* _Aim of the exercise_:
Look through the material below for "DataError". Copy every line that contains it.

* _Record set_:
--------------------------------------------------
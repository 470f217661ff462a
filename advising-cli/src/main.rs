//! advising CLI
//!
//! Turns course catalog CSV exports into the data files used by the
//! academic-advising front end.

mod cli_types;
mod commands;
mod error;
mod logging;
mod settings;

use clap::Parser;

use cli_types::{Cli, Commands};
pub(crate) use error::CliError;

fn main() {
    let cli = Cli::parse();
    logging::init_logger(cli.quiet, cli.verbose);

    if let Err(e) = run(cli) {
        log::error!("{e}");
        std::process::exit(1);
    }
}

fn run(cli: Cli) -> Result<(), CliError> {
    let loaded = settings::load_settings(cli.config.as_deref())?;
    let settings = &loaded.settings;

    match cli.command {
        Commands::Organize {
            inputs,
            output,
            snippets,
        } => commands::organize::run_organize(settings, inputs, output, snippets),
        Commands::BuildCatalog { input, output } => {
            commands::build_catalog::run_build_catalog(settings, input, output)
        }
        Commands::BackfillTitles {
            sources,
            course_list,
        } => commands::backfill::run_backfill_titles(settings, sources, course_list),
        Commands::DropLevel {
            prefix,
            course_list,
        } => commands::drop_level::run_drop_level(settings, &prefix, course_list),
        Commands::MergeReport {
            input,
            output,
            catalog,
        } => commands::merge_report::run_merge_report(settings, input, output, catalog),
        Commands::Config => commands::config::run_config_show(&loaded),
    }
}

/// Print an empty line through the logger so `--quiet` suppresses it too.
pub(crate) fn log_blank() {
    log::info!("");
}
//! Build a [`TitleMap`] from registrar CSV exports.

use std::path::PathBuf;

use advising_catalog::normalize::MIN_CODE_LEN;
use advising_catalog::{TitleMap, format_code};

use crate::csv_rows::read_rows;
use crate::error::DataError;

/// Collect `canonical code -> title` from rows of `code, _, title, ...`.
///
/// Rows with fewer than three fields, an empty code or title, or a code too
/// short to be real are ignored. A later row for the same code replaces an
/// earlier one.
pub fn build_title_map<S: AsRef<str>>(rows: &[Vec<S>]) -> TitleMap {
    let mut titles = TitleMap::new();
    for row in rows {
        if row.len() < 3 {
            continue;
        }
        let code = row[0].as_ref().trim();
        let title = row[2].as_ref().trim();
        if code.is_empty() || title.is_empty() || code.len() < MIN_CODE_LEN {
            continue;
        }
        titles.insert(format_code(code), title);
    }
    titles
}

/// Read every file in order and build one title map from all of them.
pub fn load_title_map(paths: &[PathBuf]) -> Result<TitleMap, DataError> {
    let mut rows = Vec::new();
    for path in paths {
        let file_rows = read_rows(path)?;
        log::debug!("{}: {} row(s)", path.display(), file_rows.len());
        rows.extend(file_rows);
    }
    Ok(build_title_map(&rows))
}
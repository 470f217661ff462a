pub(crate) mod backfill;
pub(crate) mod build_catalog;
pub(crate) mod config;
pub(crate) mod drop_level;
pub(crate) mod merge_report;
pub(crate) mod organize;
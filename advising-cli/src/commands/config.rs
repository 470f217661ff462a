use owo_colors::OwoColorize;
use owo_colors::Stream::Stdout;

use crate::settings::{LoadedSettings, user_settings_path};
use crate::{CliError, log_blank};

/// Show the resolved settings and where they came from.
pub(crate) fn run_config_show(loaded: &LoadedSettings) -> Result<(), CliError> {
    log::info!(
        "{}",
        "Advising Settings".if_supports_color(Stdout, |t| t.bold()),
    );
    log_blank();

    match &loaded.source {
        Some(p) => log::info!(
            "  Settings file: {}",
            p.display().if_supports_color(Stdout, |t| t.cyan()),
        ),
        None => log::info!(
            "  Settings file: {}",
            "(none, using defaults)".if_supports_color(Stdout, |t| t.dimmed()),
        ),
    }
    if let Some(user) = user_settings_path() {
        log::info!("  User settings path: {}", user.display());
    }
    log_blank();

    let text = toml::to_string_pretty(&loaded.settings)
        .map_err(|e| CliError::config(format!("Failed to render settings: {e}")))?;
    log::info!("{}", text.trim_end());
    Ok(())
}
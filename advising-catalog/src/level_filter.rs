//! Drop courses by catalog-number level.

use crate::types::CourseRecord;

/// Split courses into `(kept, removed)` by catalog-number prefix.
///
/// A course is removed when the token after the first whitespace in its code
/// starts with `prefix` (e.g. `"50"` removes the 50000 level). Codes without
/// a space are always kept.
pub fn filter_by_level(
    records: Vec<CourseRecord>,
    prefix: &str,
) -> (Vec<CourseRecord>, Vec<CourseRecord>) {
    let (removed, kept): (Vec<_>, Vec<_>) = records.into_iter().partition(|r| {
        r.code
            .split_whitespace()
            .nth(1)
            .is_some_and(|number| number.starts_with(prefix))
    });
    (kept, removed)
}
--------------------------------------------------
* _Output of the task_:
use crate::error::DataError;
pub fn load_title_map(paths: &[PathBuf]) -> Result<TitleMap, DataError> {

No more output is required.